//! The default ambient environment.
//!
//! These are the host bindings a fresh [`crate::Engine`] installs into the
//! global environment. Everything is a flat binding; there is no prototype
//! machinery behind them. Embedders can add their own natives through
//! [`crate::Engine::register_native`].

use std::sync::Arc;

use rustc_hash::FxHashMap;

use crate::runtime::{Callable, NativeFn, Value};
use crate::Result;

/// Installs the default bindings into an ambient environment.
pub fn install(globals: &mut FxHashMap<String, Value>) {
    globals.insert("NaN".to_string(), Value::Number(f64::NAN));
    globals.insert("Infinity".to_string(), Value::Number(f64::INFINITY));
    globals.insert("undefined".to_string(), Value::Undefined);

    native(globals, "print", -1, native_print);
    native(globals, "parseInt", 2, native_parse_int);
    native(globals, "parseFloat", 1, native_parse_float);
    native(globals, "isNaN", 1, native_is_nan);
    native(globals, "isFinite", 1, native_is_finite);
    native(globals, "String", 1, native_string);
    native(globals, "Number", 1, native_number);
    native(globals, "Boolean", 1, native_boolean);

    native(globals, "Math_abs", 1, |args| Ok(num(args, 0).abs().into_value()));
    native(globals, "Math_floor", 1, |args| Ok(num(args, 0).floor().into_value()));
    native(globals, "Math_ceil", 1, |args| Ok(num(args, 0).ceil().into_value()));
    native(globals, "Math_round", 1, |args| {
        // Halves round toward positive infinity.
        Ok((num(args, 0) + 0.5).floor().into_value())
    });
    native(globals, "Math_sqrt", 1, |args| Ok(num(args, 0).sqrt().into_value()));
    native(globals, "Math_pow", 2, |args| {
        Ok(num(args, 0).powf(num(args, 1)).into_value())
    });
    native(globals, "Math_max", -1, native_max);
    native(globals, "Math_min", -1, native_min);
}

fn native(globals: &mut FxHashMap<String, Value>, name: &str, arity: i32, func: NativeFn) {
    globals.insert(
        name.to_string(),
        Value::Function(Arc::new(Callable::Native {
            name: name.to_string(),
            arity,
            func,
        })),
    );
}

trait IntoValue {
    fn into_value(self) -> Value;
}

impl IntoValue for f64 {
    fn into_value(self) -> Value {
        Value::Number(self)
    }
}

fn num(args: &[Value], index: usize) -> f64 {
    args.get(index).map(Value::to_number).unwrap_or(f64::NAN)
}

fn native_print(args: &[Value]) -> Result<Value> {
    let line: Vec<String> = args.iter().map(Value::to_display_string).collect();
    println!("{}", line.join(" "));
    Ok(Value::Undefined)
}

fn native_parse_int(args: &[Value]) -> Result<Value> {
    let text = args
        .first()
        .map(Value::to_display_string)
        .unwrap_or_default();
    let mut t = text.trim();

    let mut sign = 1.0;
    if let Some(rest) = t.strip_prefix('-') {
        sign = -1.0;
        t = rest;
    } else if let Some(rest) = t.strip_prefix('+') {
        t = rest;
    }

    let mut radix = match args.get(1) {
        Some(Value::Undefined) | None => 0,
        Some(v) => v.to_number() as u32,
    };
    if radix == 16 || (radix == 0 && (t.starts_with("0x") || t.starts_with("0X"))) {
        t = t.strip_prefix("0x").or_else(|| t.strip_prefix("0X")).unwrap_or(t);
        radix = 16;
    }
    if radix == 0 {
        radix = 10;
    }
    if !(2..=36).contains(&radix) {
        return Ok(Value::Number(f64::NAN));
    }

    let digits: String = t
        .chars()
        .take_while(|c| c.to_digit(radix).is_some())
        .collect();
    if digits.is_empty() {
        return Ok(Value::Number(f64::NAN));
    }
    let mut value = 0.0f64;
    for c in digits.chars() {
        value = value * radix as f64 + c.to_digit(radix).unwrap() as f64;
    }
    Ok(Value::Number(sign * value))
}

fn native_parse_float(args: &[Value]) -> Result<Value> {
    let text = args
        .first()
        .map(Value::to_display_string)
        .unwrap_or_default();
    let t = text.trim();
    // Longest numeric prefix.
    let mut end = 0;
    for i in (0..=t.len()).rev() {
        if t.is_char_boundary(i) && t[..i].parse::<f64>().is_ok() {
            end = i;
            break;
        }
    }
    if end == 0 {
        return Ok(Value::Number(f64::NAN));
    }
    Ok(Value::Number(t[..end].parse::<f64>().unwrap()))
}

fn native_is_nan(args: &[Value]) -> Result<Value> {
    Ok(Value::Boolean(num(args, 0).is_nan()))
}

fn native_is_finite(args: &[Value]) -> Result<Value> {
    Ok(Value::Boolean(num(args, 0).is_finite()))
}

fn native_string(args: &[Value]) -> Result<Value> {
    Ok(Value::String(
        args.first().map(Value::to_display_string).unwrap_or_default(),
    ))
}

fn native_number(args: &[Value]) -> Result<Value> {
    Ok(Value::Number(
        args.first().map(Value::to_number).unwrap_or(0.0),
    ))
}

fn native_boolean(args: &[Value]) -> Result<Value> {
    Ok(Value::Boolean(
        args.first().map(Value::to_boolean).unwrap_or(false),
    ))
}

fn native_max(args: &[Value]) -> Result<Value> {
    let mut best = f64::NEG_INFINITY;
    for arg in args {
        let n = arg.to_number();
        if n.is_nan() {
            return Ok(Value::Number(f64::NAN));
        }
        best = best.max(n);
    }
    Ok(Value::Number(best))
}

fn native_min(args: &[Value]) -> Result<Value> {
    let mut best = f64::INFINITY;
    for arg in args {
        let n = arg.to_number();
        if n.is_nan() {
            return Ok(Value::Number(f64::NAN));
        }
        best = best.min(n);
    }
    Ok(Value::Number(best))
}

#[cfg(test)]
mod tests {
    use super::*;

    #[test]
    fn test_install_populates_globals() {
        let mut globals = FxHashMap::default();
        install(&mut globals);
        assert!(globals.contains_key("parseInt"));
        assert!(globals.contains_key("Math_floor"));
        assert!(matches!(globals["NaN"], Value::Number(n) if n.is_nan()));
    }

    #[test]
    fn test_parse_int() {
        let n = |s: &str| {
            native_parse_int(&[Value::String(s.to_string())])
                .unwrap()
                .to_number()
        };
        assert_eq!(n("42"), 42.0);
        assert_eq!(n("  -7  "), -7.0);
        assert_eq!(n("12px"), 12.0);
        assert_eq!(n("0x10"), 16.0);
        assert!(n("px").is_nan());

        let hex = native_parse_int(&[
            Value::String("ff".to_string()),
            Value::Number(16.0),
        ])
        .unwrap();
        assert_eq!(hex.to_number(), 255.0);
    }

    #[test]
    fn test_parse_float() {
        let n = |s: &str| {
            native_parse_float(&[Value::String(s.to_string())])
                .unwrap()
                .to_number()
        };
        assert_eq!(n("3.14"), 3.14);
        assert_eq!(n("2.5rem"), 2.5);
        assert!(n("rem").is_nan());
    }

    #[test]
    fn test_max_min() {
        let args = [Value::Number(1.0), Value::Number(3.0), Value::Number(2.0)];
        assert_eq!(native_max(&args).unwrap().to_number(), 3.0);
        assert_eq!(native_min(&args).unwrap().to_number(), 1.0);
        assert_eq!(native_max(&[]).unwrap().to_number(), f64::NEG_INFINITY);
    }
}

EXERCISE BRIEF –
The expected result is every line above containing the string "first".

ANSWER TO THE PROBLEM –
        .first()
        .first()
        args.first().map(Value::to_display_string).unwrap_or_default(),
        args.first().map(Value::to_number).unwrap_or(0.0),
        args.first().map(Value::to_boolean).unwrap_or(false),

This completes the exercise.